The committee is chaired by Ruth Labode.

Participants at the public hearing comprised mainly health workers, who said the proposed law would hasten their departure for greener pastures.

A gynaecologist, who only identified himself as Dube, expressed concern over working conditions proposed by the Bill and appealed to Parliament to engage health personnel on the way forward.

“I don’t know what this amendment seeks to achieve, has dialogue failed? The government has to consult employees and negotiate a good settlement. This amendment was not carefully done because it seeks to propagate views of one side over those of everyone. It is clear that the government is pushing its own agenda, hence we have no choice but to leave our jobs, stay at home, go farm or hustle like everyone else,” Dube said.

Dube said he was sceptical of the so-called public consultation process because it appeared as if a decision had already been made on the matter, with the hearings being used to rubber stamp the process.

Anaesthetist, Ngqabutho Dube pointed out that there was mass exodus of health workers because of the government’s unwillingness to address pressing issues.

“The employer wants to criminalise and distance himself from listening to our grievances and when dialogue is closed professionals will silently leave. We have seen mass exodus of health practitioners going to the United Kingdom because the employer is refusing to give certificates of good standing to health professionals,” he said.

“Hospitals are empty, honestly we would rather sell tomatoes than work under scary conditions. The Bill seeks to curtail the labour rights of medical practitioners.”

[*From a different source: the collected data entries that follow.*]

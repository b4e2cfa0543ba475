//! Forwarding of proxied requests to the upstream API.
//!
//! The proxy is a dumb pipe: it authenticates nothing and rewrites nothing
//! beyond the framing headers its own transport recomputes.

use axum::body::Body;
use axum::http::{HeaderMap, HeaderName, Method, Response, Uri, header};
use bytes::Bytes;
use futures::StreamExt;
use reqwest::{Client, redirect};

use crate::error::Result;

/// Path prefix of the proxied route; everything after it is forwarded.
pub const PROXY_PREFIX: &str = "/api/";

/// Forwards requests to one upstream base URL.
#[derive(Debug, Clone)]
pub struct Forwarder {
    client: Client,
    upstream_base_url: String,
}

impl Forwarder {
    /// Create a forwarder. Upstream redirects are returned to the caller,
    /// never followed.
    pub fn new(upstream_base_url: impl Into<String>) -> Result<Self> {
        let client = Client::builder()
            .redirect(redirect::Policy::none())
            .build()?;

        Ok(Self {
            client,
            upstream_base_url: upstream_base_url.into().trim_end_matches('/').to_string(),
        })
    }

    pub fn upstream_base_url(&self) -> &str {
        &self.upstream_base_url
    }

    /// Upstream URL for an incoming request URI: the base, the path after
    /// `/api/`, and the original query string.
    pub fn target_url(&self, uri: &Uri) -> String {
        let path = uri.path();
        let rest = path
            .strip_prefix(PROXY_PREFIX)
            .unwrap_or_else(|| path.trim_start_matches('/'));

        match uri.query().filter(|query| !query.is_empty()) {
            Some(query) => format!("{}/{}?{}", self.upstream_base_url, rest, query),
            None => format!("{}/{}", self.upstream_base_url, rest),
        }
    }

    /// Forward one request and relay the upstream response.
    ///
    /// The body is sent byte-for-byte for every method except GET and HEAD.
    /// The response body is streamed back as it arrives.
    pub async fn forward(
        &self,
        method: Method,
        uri: &Uri,
        headers: &HeaderMap,
        body: Bytes,
    ) -> Result<Response<Body>> {
        let target = self.target_url(uri);
        tracing::debug!(method = %method, target = %target, "Forwarding request upstream");

        let mut request = self
            .client
            .request(method.clone(), &target)
            .headers(forward_request_headers(headers));
        if carries_body(&method) {
            request = request.body(body);
        }

        let upstream = request.send().await?;
        let status = upstream.status();
        let response_headers = forward_response_headers(upstream.headers());
        tracing::debug!(status = status.as_u16(), target = %target, "Upstream responded");

        let stream = upstream
            .bytes_stream()
            .map(|result| result.map_err(std::io::Error::other));

        let mut response = Response::builder()
            .status(status)
            .body(Body::from_stream(stream))?;
        *response.headers_mut() = response_headers;
        Ok(response)
    }
}

/// Incoming headers minus `host` and `content-length`.
pub fn forward_request_headers(headers: &HeaderMap) -> HeaderMap {
    without(headers, &[header::HOST, header::CONTENT_LENGTH])
}

/// Upstream headers minus `content-encoding` and `content-length`.
pub fn forward_response_headers(headers: &HeaderMap) -> HeaderMap {
    without(headers, &[header::CONTENT_ENCODING, header::CONTENT_LENGTH])
}

fn without(headers: &HeaderMap, dropped: &[HeaderName]) -> HeaderMap {
    let mut kept = HeaderMap::with_capacity(headers.len());
    for (name, value) in headers {
        if !dropped.contains(name) {
            kept.append(name.clone(), value.clone());
        }
    }
    kept
}

fn carries_body(method: &Method) -> bool {
    method != Method::GET && method != Method::HEAD
}

#[cfg(test)]
mod tests {
    use super::*;
    use axum::http::HeaderValue;

    fn forwarder() -> Forwarder {
        Forwarder::new("http://upstream.test/").unwrap()
    }

    #[test]
    fn test_target_url_joins_path() {
        let uri: Uri = "/api/users/abc".parse().unwrap();
        assert_eq!(forwarder().target_url(&uri), "http://upstream.test/users/abc");
    }

    #[test]
    fn test_target_url_keeps_query() {
        let uri: Uri = "/api/options?category=breed%20category&page=2"
            .parse()
            .unwrap();
        assert_eq!(
            forwarder().target_url(&uri),
            "http://upstream.test/options?category=breed%20category&page=2"
        );
    }

    #[test]
    fn test_target_url_drops_empty_query() {
        let uri: Uri = "/api/stores?".parse().unwrap();
        assert_eq!(forwarder().target_url(&uri), "http://upstream.test/stores");
    }

    #[test]
    fn test_request_headers_scrubbed() {
        let mut headers = HeaderMap::new();
        headers.insert(header::HOST, HeaderValue::from_static("foo"));
        headers.insert(header::CONTENT_LENGTH, HeaderValue::from_static("10"));
        headers.insert(header::AUTHORIZATION, HeaderValue::from_static("Bearer T"));
        headers.insert("x-request-id", HeaderValue::from_static("r-1"));

        let forwarded = forward_request_headers(&headers);
        assert!(forwarded.get(header::HOST).is_none());
        assert!(forwarded.get(header::CONTENT_LENGTH).is_none());
        assert_eq!(forwarded.get(header::AUTHORIZATION).unwrap(), "Bearer T");
        assert_eq!(forwarded.get("x-request-id").unwrap(), "r-1");
        assert_eq!(forwarded.len(), 2);
    }

    #[test]
    fn test_response_headers_scrubbed() {
        let mut headers = HeaderMap::new();
        headers.insert(header::CONTENT_ENCODING, HeaderValue::from_static("gzip"));
        headers.insert(header::CONTENT_LENGTH, HeaderValue::from_static("42"));
        headers.insert(header::CONTENT_TYPE, HeaderValue::from_static("application/json"));
        headers.append(header::SET_COOKIE, HeaderValue::from_static("a=1"));
        headers.append(header::SET_COOKIE, HeaderValue::from_static("b=2"));

        let forwarded = forward_response_headers(&headers);
        assert!(forwarded.get(header::CONTENT_ENCODING).is_none());
        assert!(forwarded.get(header::CONTENT_LENGTH).is_none());
        assert_eq!(forwarded.get(header::CONTENT_TYPE).unwrap(), "application/json");
        assert_eq!(forwarded.get_all(header::SET_COOKIE).iter().count(), 2);
    }

    #[test]
    fn test_body_methods() {
        assert!(!carries_body(&Method::GET));
        assert!(!carries_body(&Method::HEAD));
        assert!(carries_body(&Method::POST));
        assert!(carries_body(&Method::PATCH));
        assert!(carries_body(&Method::DELETE));
    }
}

Zimbabwe Medical Association president Francis Chiwora said the Bill was oppressive to the medical practitioners, citing a clause that says “any job action is restricted to seventy-two hours within any 14-day period. Any member, who makes or organises job action, faces prosecution with a potential sentence of three years in prison or a level 10 fine which is currently $70 000”.

This, according to Chiwora, gives the government a stranglehold of the health services while depriving workers of their freedom at the same time.